Akamai’s Daniel Abeles today walked Black Hat attendees through version 2.0 of JSShell – a free-to-install web tool that aims to make XSS-to-RCE exploitation easier than ever.

JSShell is an interactive multi-user web-based JavaScript shell that was initially created in order to debug esoteric browsers during experiments and research.

The tool can also be attached to a cross-site scripting (XSS) payload to achieve browser remote code execution (RCE), similar to the Browser Exploitation Framework (BeEF) project.

Launched in December last year, version 2.0 of JSShell has been created entirely from scratch, bringing new features and improved stability.

“Version 2.0 was officially released late December 2018,” Abeles, a senior security researcher at Akamai, told The Daily Swig ahead of his Black Hat Arsenal presentation.
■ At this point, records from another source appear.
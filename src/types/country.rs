//! Country code to flag emoji

/// Offset from an uppercase ASCII letter to its regional indicator symbol.
const REGIONAL_INDICATOR_OFFSET: u32 = 0x1F1E6 - 'A' as u32;

/// Convert an ISO 3166-1 alpha-2 code to its flag emoji.
///
/// Returns `None` for anything that is not exactly two ASCII letters.
pub fn country_flag(iso_code2: &str) -> Option<String> {
    let code = iso_code2.trim();
    if code.len() != 2 || !code.chars().all(|c| c.is_ascii_alphabetic()) {
        return None;
    }

    code.chars()
        .map(|c| char::from_u32(c.to_ascii_uppercase() as u32 + REGIONAL_INDICATOR_OFFSET))
        .collect()
}

#[cfg(test)]
mod tests {
    use super::*;

    #[test]
    fn known_flags() {
        assert_eq!(country_flag("fr").as_deref(), Some("🇫🇷"));
        assert_eq!(country_flag("GB").as_deref(), Some("🇬🇧"));
        assert_eq!(country_flag(" it ").as_deref(), Some("🇮🇹"));
    }

    #[test]
    fn rejects_malformed_codes() {
        assert_eq!(country_flag(""), None);
        assert_eq!(country_flag("FRA"), None);
        assert_eq!(country_flag("F1"), None);
        assert_eq!(country_flag("é"), None);
    }
}
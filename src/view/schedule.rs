//! Championship schedule view model

use chrono::{DateTime, FixedOffset, TimeDelta, Utc};
use serde::{Deserialize, Serialize};
use tracing::info;

use crate::client::{GraphQlRequest, TimingClient};
use crate::schema::{Race, ScheduledSession};
use crate::types::PLACEHOLDER;

use super::pull::PullView;

/// Date column value for sessions without a usable start time.
pub const TBA: &str = "TBA";

/// Where a scheduled session stands relative to now.
#[derive(Debug, Clone, Copy, PartialEq, Eq, Hash, Serialize, Deserialize)]
#[cfg_attr(feature = "tauri", derive(specta::Type))]
pub enum ScheduleStatus {
    Upcoming,
    /// Started within the last hour
    LiveSoon,
    Completed,
}

impl ScheduleStatus {
    /// Classify a start time against `now`.
    pub fn at(starts_at: DateTime<FixedOffset>, now: DateTime<Utc>) -> Self {
        let starts_at = starts_at.with_timezone(&Utc);
        if starts_at > now {
            ScheduleStatus::Upcoming
        } else if starts_at > now - TimeDelta::hours(1) {
            ScheduleStatus::LiveSoon
        } else {
            ScheduleStatus::Completed
        }
    }

    pub fn label(self) -> &'static str {
        match self {
            ScheduleStatus::Upcoming => "Upcoming",
            ScheduleStatus::LiveSoon => "Live Soon",
            ScheduleStatus::Completed => "Completed",
        }
    }
}

/// One session line under a race.
#[derive(Debug, Clone, PartialEq, Serialize, Deserialize)]
#[cfg_attr(feature = "tauri", derive(specta::Type))]
pub struct ScheduleEntry {
    pub session_id: String,
    pub name: String,
    /// Human date such as `May 8, 2025 9:30 AM`, or `TBA`
    pub starts: String,
    pub status: Option<ScheduleStatus>,
}

impl ScheduleEntry {
    fn from_session(session: &ScheduledSession, now: DateTime<Utc>) -> Self {
        let start = session.starts_at();
        Self {
            session_id: session.id.clone(),
            name: session.name.clone(),
            starts: start.map_or_else(
                || TBA.to_string(),
                |s| s.format("%B %-d, %Y %-I:%M %p").to_string(),
            ),
            status: start.map(|s| ScheduleStatus::at(s, now)),
        }
    }

    /// Status column text, `-` when the start time is unknown.
    pub fn status_label(&self) -> &'static str {
        self.status.map_or(PLACEHOLDER, ScheduleStatus::label)
    }
}

#[derive(Debug, Clone, PartialEq, Serialize, Deserialize)]
#[cfg_attr(feature = "tauri", derive(specta::Type))]
pub struct RaceSchedule {
    pub race_id: String,
    pub name: String,
    pub sessions: Vec<ScheduleEntry>,
}

/// What the schedule screen shows.
#[derive(Debug, Clone, PartialEq, Serialize, Deserialize)]
#[cfg_attr(feature = "tauri", derive(specta::Type))]
pub enum ScheduleView {
    Loading,
    /// The fetch failed; the screen offers a retry
    Failed { message: String },
    /// The championship has no races
    Empty,
    Ready(Vec<RaceSchedule>),
}

impl ScheduleView {
    /// Build the ready/empty view for `races` as of `now`.
    pub fn from_races(races: &[Race], now: DateTime<Utc>) -> Self {
        if races.is_empty() {
            return ScheduleView::Empty;
        }
        ScheduleView::Ready(
            races
                .iter()
                .map(|race| RaceSchedule {
                    race_id: race.id.clone(),
                    name: race.name.clone(),
                    sessions: race
                        .sessions
                        .iter()
                        .map(|s| ScheduleEntry::from_session(s, now))
                        .collect(),
                })
                .collect(),
        )
    }
}

/// Loads a championship schedule and keeps the request around for retries.
pub struct ScheduleController {
    client: TimingClient,
    request: GraphQlRequest,
    state: PullView<Vec<Race>>,
}

impl ScheduleController {
    pub fn new(client: TimingClient, championship_id: &str) -> Self {
        Self {
            client,
            request: GraphQlRequest::schedule(championship_id),
            state: PullView::new(),
        }
    }

    /// Fetch the schedule.
    pub async fn load(&mut self) {
        let client = self.client.clone();
        let request = self.request.clone();
        self.state.run(async move { client.execute_schedule(&request).await }).await;
    }

    /// Re-issue the identical request after a failure.
    pub async fn retry(&mut self) {
        info!("Retrying schedule request");
        self.load().await;
    }

    pub fn request(&self) -> &GraphQlRequest {
        &self.request
    }

    /// Current view as of `now`. An error takes precedence over stale data.
    pub fn view(&self, now: DateTime<Utc>) -> ScheduleView {
        if self.state.is_loading() {
            return ScheduleView::Loading;
        }
        if let Some(message) = self.state.error() {
            return ScheduleView::Failed { message: message.to_string() };
        }
        match self.state.data() {
            Some(races) => ScheduleView::from_races(races, now),
            None => ScheduleView::Loading,
        }
    }
}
“It introduced a couple of exciting features: First, I rewrote the entire framework from scratch. Now the shell component itself is written with pluggability in mind, offering users [the ability] to write their own plugins and implement them easily into the framework.

“Even the library that I’m using for the shell component has stated JSShell to be one of the open source projects using the library.”
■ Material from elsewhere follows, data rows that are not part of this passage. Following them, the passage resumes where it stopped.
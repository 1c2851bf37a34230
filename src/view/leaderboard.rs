//! Leaderboard view model
//!
//! Turns one session snapshot into display-ready rows. Every cell is already
//! formatted, with placeholders standing in for missing data, so renderers
//! never deal with `Option`.

use serde::{Deserialize, Serialize};

use crate::schema::{Participant, ParticipantGap, Session};
use crate::types::{
    LapTime, NO_TIME, PLACEHOLDER, ParticipantStatus, SessionStatus, country_flag, format_lap_time,
};

/// Where the gap column's value comes from.
#[derive(Debug, Clone, Copy, Default, PartialEq, Eq, Hash, Serialize, Deserialize)]
#[cfg_attr(feature = "tauri", derive(specta::Type))]
pub enum GapSource {
    /// Best lap minus the leader's best lap
    #[default]
    BestLapDelta,
    /// Server-computed gap to the car ahead
    Interval,
}

/// One formatted leaderboard row.
#[derive(Debug, Clone, PartialEq, Serialize, Deserialize)]
#[cfg_attr(feature = "tauri", derive(specta::Type))]
pub struct LeaderboardRow {
    /// Position as reported, `-` when the service has none
    pub position: String,
    pub number: String,
    pub driver: String,
    /// Flag emoji, else country name, else `-`
    pub country: String,
    pub team: String,
    pub status: ParticipantStatus,
    pub laps: String,
    pub last_lap: String,
    pub best_lap: String,
    pub gap: String,
    pub pit_stops: String,
    pub category_color: Option<String>,
}

/// Ordered, formatted standings for one snapshot.
#[derive(Debug, Clone, PartialEq, Serialize, Deserialize)]
#[cfg_attr(feature = "tauri", derive(specta::Type))]
pub struct Leaderboard {
    pub session_id: String,
    pub session_status: SessionStatus,
    pub gap_source: GapSource,
    pub rows: Vec<LeaderboardRow>,
}

impl Leaderboard {
    /// Build the leaderboard for `session`.
    ///
    /// Rows are ordered by position ascending. The sort is stable, so ties
    /// and unpositioned cars keep the order the service sent them in, with
    /// unpositioned cars last. The first row after ordering is the leader.
    pub fn build(session: &Session, gap_source: GapSource) -> Self {
        let session_status = session.status();

        let mut ordered: Vec<&Participant> = session.participants.iter().collect();
        ordered.sort_by_key(|p| p.position.unwrap_or(u32::MAX));

        let leader_best = ordered.first().and_then(|p| p.best_lap_millis());
        let rows = ordered
            .iter()
            .enumerate()
            .map(|(index, participant)| {
                let gap = if index == 0 {
                    PLACEHOLDER.to_string()
                } else {
                    match gap_source {
                        GapSource::BestLapDelta => {
                            best_lap_delta(participant.best_lap_millis(), leader_best)
                        }
                        GapSource::Interval => {
                            interval_gap(participant.previous_participant_gap.as_ref())
                        }
                    }
                };
                Self::row(participant, session_status, gap)
            })
            .collect();

        Self { session_id: session.id.clone(), session_status, gap_source, rows }
    }

    fn row(participant: &Participant, session_status: SessionStatus, gap: String) -> LeaderboardRow {
        let country = participant.country();
        let country = country
            .and_then(|c| c.iso_code2.as_deref())
            .and_then(country_flag)
            .or_else(|| country.and_then(|c| c.name.clone()))
            .unwrap_or_else(|| PLACEHOLDER.to_string());

        LeaderboardRow {
            position: display_or_placeholder(participant.position),
            number: participant.number.clone(),
            driver: participant.driver_name(),
            country,
            team: participant.team_name().unwrap_or(PLACEHOLDER).to_string(),
            status: ParticipantStatus::resolve(participant.flags(), session_status),
            laps: display_or_placeholder(participant.complete_laps_count),
            last_lap: format_lap_time(participant.last_lap_millis()),
            best_lap: format_lap_time(participant.best_lap_millis()),
            gap,
            pit_stops: display_or_placeholder(participant.pit_stop_count),
            category_color: participant.category_color().map(str::to_string),
        }
    }

    pub fn is_empty(&self) -> bool {
        self.rows.is_empty()
    }

    pub fn len(&self) -> usize {
        self.rows.len()
    }
}

fn display_or_placeholder<T: ToString>(value: Option<T>) -> String {
    value.map_or_else(|| PLACEHOLDER.to_string(), |v| v.to_string())
}

/// `+M:SS.mmm` behind the leader's best lap, or the sentinel when either
/// time is missing or the difference is not positive.
pub fn best_lap_delta(best: Option<i64>, leader_best: Option<i64>) -> String {
    let delta = best
        .zip(leader_best)
        .and_then(|(best, leader)| {
            let best = LapTime::try_from(best).ok()?;
            best.delta_from(LapTime::try_from(leader).ok()?)
        })
        .filter(|delta| !delta.is_unset());

    match delta {
        Some(delta) => format!("+{}", delta),
        None => NO_TIME.to_string(),
    }
}

/// Render the server-supplied gap to the car ahead.
///
/// A positive lap difference renders as `+N Lap`/`+N Laps`; otherwise the
/// time component renders as `+M:SS.mmm`. No gap at all renders `-`.
pub fn interval_gap(gap: Option<&ParticipantGap>) -> String {
    let Some(gap) = gap else {
        return PLACEHOLDER.to_string();
    };

    match gap.lap_difference {
        Some(1) => "+1 Lap".to_string(),
        Some(laps) if laps > 1 => format!("+{} Laps", laps),
        _ => match gap.time_milliseconds {
            Some(millis) if millis > 0 => format!("+{}", format_lap_time(Some(millis))),
            Some(_) => NO_TIME.to_string(),
            None => PLACEHOLDER.to_string(),
        },
    }
}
Abeles added: “Furthermore, JSShell now offers deployment through Docker, making the [setup] a breeze, even for beginners.”

TLS for XSS

In addition to these new features, Abeles said JSShell now offers one of the most requested upgrades: TLS support.

“This feature was crucial to many users, since most of the websites won’t allow [you] to load scripts over HTTP if the origin is loaded over HTTPS,” he explained.

“There are a couple of new exciting features that are being developed as we speak, hopefully to be released in the next couple of months.”

“Currently, I’m planning to develop a web interface that could complement the command-line interface.”

“Besides that, I’m looking into adding more ways to send the data, like web sockets communication, and generally adding more options to the framework.”


Those interested in learning more about the tool should check out the JSShell GitHub repo and accompanying tutorial video.